* [WHAT IS REQUIRED] Type again, exactly, the lines below from the start through the line that includes "that writes it.".

(Dataset items)

use std::fmt;

/// A CPython `major.minor` release.
#[derive(Debug, Clone, Copy, PartialEq, Eq, PartialOrd, Ord, Hash)]
pub struct PythonVersion {
    pub major: u8,
    pub minor: u8,
}

impl PythonVersion {
    pub const fn new(major: u8, minor: u8) -> Self {
        PythonVersion { major, minor }
    }
}

impl From<(u8, u8)> for PythonVersion {
    fn from((major, minor): (u8, u8)) -> Self {
        PythonVersion { major, minor }
    }
}

impl fmt::Display for PythonVersion {
    fn fmt(&self, f: &mut fmt::Formatter<'_>) -> fmt::Result {
        write!(f, "{}.{}", self.major, self.minor)
    }
}

/// Inclusive magic number ranges, including the alpha/beta numbers of each release.
/// See `Lib/importlib/_bootstrap_external.py` in CPython.
const MAGIC_RANGES: &[(u16, u16, PythonVersion)] = &[
    (3000, 3131, PythonVersion::new(3, 0)),
    (3141, 3151, PythonVersion::new(3, 1)),
    (3160, 3180, PythonVersion::new(3, 2)),
    (3190, 3230, PythonVersion::new(3, 3)),
    (3250, 3310, PythonVersion::new(3, 4)),
    (3320, 3351, PythonVersion::new(3, 5)),
    (3360, 3379, PythonVersion::new(3, 6)),
    (3390, 3399, PythonVersion::new(3, 7)),
    (3400, 3419, PythonVersion::new(3, 8)),
    (3420, 3429, PythonVersion::new(3, 9)),
    (3430, 3449, PythonVersion::new(3, 10)),
    (3450, 3499, PythonVersion::new(3, 11)),
    (3500, 3549, PythonVersion::new(3, 12)),
    (3550, 3599, PythonVersion::new(3, 13)),
];

/// Maps a magic number (the little-endian integer in the first two bytes of a pyc file)
/// to the Python release that writes it.
pub fn python_version(magic: u16) -> Option<PythonVersion> {
    MAGIC_RANGES
        .iter()
        .find(|(low, high, _)| (*low..=*high).contains(&magic))
        .map(|(_, _, version)| *version)
}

* [SOLVED PROBLEM]
use std::fmt;

/// A CPython `major.minor` release.
#[derive(Debug, Clone, Copy, PartialEq, Eq, PartialOrd, Ord, Hash)]
pub struct PythonVersion {
    pub major: u8,
    pub minor: u8,
}

impl PythonVersion {
    pub const fn new(major: u8, minor: u8) -> Self {
        PythonVersion { major, minor }
    }
}

impl From<(u8, u8)> for PythonVersion {
    fn from((major, minor): (u8, u8)) -> Self {
        PythonVersion { major, minor }
    }
}

impl fmt::Display for PythonVersion {
    fn fmt(&self, f: &mut fmt::Formatter<'_>) -> fmt::Result {
        write!(f, "{}.{}", self.major, self.minor)
    }
}

/// Inclusive magic number ranges, including the alpha/beta numbers of each release.
/// See `Lib/importlib/_bootstrap_external.py` in CPython.
const MAGIC_RANGES: &[(u16, u16, PythonVersion)] = &[
    (3000, 3131, PythonVersion::new(3, 0)),
    (3141, 3151, PythonVersion::new(3, 1)),
    (3160, 3180, PythonVersion::new(3, 2)),
    (3190, 3230, PythonVersion::new(3, 3)),
    (3250, 3310, PythonVersion::new(3, 4)),
    (3320, 3351, PythonVersion::new(3, 5)),
    (3360, 3379, PythonVersion::new(3, 6)),
    (3390, 3399, PythonVersion::new(3, 7)),
    (3400, 3419, PythonVersion::new(3, 8)),
    (3420, 3429, PythonVersion::new(3, 9)),
    (3430, 3449, PythonVersion::new(3, 10)),
    (3450, 3499, PythonVersion::new(3, 11)),
    (3500, 3549, PythonVersion::new(3, 12)),
    (3550, 3599, PythonVersion::new(3, 13)),
];

/// Maps a magic number (the little-endian integer in the first two bytes of a pyc file)
/// to the Python release that writes it.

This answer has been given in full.